Description of the task: Copy all of the records below verbatim.

########################################

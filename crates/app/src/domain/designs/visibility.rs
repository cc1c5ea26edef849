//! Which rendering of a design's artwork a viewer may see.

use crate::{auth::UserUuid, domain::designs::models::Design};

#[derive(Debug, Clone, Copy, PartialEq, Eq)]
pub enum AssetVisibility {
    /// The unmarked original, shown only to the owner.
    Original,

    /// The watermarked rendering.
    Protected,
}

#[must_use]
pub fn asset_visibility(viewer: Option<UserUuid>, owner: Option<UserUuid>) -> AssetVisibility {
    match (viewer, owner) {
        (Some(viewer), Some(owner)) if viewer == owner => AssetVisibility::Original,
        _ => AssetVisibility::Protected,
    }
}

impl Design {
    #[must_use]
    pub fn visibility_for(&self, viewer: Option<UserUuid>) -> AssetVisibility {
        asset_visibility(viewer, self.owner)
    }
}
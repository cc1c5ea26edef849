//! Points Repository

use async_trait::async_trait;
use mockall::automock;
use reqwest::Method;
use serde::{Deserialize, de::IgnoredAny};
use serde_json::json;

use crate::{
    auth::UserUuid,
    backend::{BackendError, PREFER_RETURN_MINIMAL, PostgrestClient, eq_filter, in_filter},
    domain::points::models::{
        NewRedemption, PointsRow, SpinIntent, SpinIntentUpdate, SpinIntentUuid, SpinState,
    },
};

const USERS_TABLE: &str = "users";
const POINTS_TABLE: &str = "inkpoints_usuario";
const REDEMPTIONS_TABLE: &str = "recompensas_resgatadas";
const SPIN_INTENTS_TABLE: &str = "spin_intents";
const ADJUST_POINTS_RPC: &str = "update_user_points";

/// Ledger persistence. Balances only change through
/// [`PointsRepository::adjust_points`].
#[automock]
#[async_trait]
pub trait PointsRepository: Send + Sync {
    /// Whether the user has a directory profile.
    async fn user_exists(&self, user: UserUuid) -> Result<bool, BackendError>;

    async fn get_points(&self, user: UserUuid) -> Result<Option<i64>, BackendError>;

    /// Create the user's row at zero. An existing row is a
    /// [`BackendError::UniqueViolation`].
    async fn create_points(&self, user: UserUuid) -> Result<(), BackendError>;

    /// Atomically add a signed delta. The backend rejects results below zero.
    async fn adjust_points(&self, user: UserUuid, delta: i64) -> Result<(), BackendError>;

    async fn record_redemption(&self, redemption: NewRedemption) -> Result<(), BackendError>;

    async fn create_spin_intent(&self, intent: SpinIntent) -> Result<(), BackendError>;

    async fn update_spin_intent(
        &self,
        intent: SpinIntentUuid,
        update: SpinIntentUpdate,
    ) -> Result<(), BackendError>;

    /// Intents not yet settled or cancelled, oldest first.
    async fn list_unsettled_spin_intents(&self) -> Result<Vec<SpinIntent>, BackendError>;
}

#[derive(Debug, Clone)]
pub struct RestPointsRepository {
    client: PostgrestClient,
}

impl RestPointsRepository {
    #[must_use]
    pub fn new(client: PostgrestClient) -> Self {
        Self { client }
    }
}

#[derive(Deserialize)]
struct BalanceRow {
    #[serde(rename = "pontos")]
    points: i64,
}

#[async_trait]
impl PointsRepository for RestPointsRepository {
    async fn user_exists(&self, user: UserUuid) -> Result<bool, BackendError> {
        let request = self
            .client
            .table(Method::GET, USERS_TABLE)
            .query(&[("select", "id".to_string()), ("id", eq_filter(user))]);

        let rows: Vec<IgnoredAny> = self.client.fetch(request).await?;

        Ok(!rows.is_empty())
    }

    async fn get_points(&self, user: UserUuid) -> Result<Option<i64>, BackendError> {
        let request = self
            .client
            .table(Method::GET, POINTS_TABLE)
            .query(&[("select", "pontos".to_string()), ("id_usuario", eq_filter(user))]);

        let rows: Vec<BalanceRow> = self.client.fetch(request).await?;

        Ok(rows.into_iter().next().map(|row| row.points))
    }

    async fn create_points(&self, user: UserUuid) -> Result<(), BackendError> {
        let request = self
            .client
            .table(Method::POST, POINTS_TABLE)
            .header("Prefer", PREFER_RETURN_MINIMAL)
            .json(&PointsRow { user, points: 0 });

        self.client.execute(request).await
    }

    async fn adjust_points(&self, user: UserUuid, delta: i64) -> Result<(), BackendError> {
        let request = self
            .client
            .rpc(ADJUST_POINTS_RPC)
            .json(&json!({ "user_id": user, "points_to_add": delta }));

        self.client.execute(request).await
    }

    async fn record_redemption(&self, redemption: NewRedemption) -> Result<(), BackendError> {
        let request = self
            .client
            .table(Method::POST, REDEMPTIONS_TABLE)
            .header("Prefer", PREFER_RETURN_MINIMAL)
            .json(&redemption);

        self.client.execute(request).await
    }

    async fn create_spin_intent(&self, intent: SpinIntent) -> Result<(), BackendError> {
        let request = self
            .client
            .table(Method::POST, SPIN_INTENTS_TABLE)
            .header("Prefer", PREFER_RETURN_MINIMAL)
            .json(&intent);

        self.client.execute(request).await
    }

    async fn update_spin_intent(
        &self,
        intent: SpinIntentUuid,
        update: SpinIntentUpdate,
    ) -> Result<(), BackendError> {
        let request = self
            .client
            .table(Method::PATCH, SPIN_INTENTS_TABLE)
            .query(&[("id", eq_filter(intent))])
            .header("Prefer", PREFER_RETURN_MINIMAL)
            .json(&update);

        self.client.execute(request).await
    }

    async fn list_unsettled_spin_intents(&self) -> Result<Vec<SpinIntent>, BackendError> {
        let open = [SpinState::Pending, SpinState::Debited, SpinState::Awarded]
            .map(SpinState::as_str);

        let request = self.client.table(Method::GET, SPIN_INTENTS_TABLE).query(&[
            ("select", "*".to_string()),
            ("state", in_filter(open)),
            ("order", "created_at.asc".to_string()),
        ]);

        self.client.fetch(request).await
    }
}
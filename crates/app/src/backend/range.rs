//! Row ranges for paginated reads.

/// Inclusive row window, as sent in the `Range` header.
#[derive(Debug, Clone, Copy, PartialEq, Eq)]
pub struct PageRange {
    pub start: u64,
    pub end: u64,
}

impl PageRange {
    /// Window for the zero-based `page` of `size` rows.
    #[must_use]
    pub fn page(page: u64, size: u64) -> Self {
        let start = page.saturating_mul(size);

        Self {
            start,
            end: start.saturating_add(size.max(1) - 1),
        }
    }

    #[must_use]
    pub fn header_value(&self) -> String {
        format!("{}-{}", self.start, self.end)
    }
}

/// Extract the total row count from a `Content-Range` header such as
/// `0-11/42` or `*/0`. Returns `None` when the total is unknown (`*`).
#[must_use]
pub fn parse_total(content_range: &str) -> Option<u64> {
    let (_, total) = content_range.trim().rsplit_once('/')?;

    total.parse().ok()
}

########################################

The completed task:
filename crates/app/src/domain/designs/visibility.rs
repository cc1c5ea26edef849
//! Which rendering of a design's artwork a viewer may see.

use crate::{auth::UserUuid, domain::designs::models::Design};

#[derive(Debug, Clone, Copy, PartialEq, Eq)]
pub enum AssetVisibility {
    /// The unmarked original, shown only to the owner.
    Original,

    /// The watermarked rendering.
    Protected,
}

#[must_use]
pub fn asset_visibility(viewer: Option<UserUuid>, owner: Option<UserUuid>) -> AssetVisibility {
    match (viewer, owner) {
        (Some(viewer), Some(owner)) if viewer == owner => AssetVisibility::Original,
        _ => AssetVisibility::Protected,
    }
}

impl Design {
    #[must_use]
    pub fn visibility_for(&self, viewer: Option<UserUuid>) -> AssetVisibility {
        asset_visibility(viewer, self.owner)
    }
}
repository cc1c5ea26edef849
//! Points Repository

use async_trait::async_trait;
use mockall::automock;
use reqwest::Method;
use serde::{Deserialize, de::IgnoredAny};
use serde_json::json;

use crate::{
    auth::UserUuid,
    backend::{BackendError, PREFER_RETURN_MINIMAL, PostgrestClient, eq_filter, in_filter},
    domain::points::models::{
        NewRedemption, PointsRow, SpinIntent, SpinIntentUpdate, SpinIntentUuid, SpinState,
    },
};

const USERS_TABLE: &str = "users";
const POINTS_TABLE: &str = "inkpoints_usuario";
const REDEMPTIONS_TABLE: &str = "recompensas_resgatadas";
const SPIN_INTENTS_TABLE: &str = "spin_intents";
const ADJUST_POINTS_RPC: &str = "update_user_points";

/// Ledger persistence. Balances only change through
/// [`PointsRepository::adjust_points`].
#[automock]
#[async_trait]
pub trait PointsRepository: Send + Sync {
    /// Whether the user has a directory profile.
    async fn user_exists(&self, user: UserUuid) -> Result<bool, BackendError>;

    async fn get_points(&self, user: UserUuid) -> Result<Option<i64>, BackendError>;

    /// Create the user's row at zero. An existing row is a
    /// [`BackendError::UniqueViolation`].
    async fn create_points(&self, user: UserUuid) -> Result<(), BackendError>;

    /// Atomically add a signed delta. The backend rejects results below zero.
    async fn adjust_points(&self, user: UserUuid, delta: i64) -> Result<(), BackendError>;

    async fn record_redemption(&self, redemption: NewRedemption) -> Result<(), BackendError>;

    async fn create_spin_intent(&self, intent: SpinIntent) -> Result<(), BackendError>;

    async fn update_spin_intent(
        &self,
        intent: SpinIntentUuid,
        update: SpinIntentUpdate,
    ) -> Result<(), BackendError>;

    /// Intents not yet settled or cancelled, oldest first.
    async fn list_unsettled_spin_intents(&self) -> Result<Vec<SpinIntent>, BackendError>;
}

#[derive(Debug, Clone)]
pub struct RestPointsRepository {
    client: PostgrestClient,
}

impl RestPointsRepository {
    #[must_use]
    pub fn new(client: PostgrestClient) -> Self {
        Self { client }
    }
}

#[derive(Deserialize)]
struct BalanceRow {
    #[serde(rename = "pontos")]
    points: i64,
}

#[async_trait]
impl PointsRepository for RestPointsRepository {
    async fn user_exists(&self, user: UserUuid) -> Result<bool, BackendError> {
        let request = self
            .client
            .table(Method::GET, USERS_TABLE)
            .query(&[("select", "id".to_string()), ("id", eq_filter(user))]);

        let rows: Vec<IgnoredAny> = self.client.fetch(request).await?;

        Ok(!rows.is_empty())
    }

    async fn get_points(&self, user: UserUuid) -> Result<Option<i64>, BackendError> {
        let request = self
            .client
            .table(Method::GET, POINTS_TABLE)
            .query(&[("select", "pontos".to_string()), ("id_usuario", eq_filter(user))]);

        let rows: Vec<BalanceRow> = self.client.fetch(request).await?;

        Ok(rows.into_iter().next().map(|row| row.points))
    }

    async fn create_points(&self, user: UserUuid) -> Result<(), BackendError> {
        let request = self
            .client
            .table(Method::POST, POINTS_TABLE)
            .header("Prefer", PREFER_RETURN_MINIMAL)
            .json(&PointsRow { user, points: 0 });

        self.client.execute(request).await
    }

    async fn adjust_points(&self, user: UserUuid, delta: i64) -> Result<(), BackendError> {
        let request = self
            .client
            .rpc(ADJUST_POINTS_RPC)
            .json(&json!({ "user_id": user, "points_to_add": delta }));

        self.client.execute(request).await
    }

    async fn record_redemption(&self, redemption: NewRedemption) -> Result<(), BackendError> {
        let request = self
            .client
            .table(Method::POST, REDEMPTIONS_TABLE)
            .header("Prefer", PREFER_RETURN_MINIMAL)
            .json(&redemption);

        self.client.execute(request).await
    }

    async fn create_spin_intent(&self, intent: SpinIntent) -> Result<(), BackendError> {
        let request = self
            .client
            .table(Method::POST, SPIN_INTENTS_TABLE)
            .header("Prefer", PREFER_RETURN_MINIMAL)
            .json(&intent);

        self.client.execute(request).await
    }

    async fn update_spin_intent(
        &self,
        intent: SpinIntentUuid,
        update: SpinIntentUpdate,
    ) -> Result<(), BackendError> {
        let request = self
            .client
            .table(Method::PATCH, SPIN_INTENTS_TABLE)
            .query(&[("id", eq_filter(intent))])
            .header("Prefer", PREFER_RETURN_MINIMAL)
            .json(&update);

        self.client.execute(request).await
    }

    async fn list_unsettled_spin_intents(&self) -> Result<Vec<SpinIntent>, BackendError> {
        let open = [SpinState::Pending, SpinState::Debited, SpinState::Awarded]
            .map(SpinState::as_str);

        let request = self.client.table(Method::GET, SPIN_INTENTS_TABLE).query(&[
            ("select", "*".to_string()),
            ("state", in_filter(open)),
            ("order", "created_at.asc".to_string()),
        ]);

        self.client.fetch(request).await
    }
}
filename crates/app/src/backend/range.rs
//! Row ranges for paginated reads.

/// Inclusive row window, as sent in the `Range` header.
#[derive(Debug, Clone, Copy, PartialEq, Eq)]
pub struct PageRange {
    pub start: u64,
    pub end: u64,
}

impl PageRange {
    /// Window for the zero-based `page` of `size` rows.
    #[must_use]
    pub fn page(page: u64, size: u64) -> Self {
        let start = page.saturating_mul(size);

        Self {
            start,
            end: start.saturating_add(size.max(1) - 1),
        }
    }

    #[must_use]
    pub fn header_value(&self) -> String {
        format!("{}-{}", self.start, self.end)
    }
}

/// Extract the total row count from a `Content-Range` header such as
/// `0-11/42` or `*/0`. Returns `None` when the total is unknown (`*`).
#[must_use]
pub fn parse_total(content_range: &str) -> Option<u64> {
    let (_, total) = content_range.trim().rsplit_once('/')?;

    total.parse().ok()
}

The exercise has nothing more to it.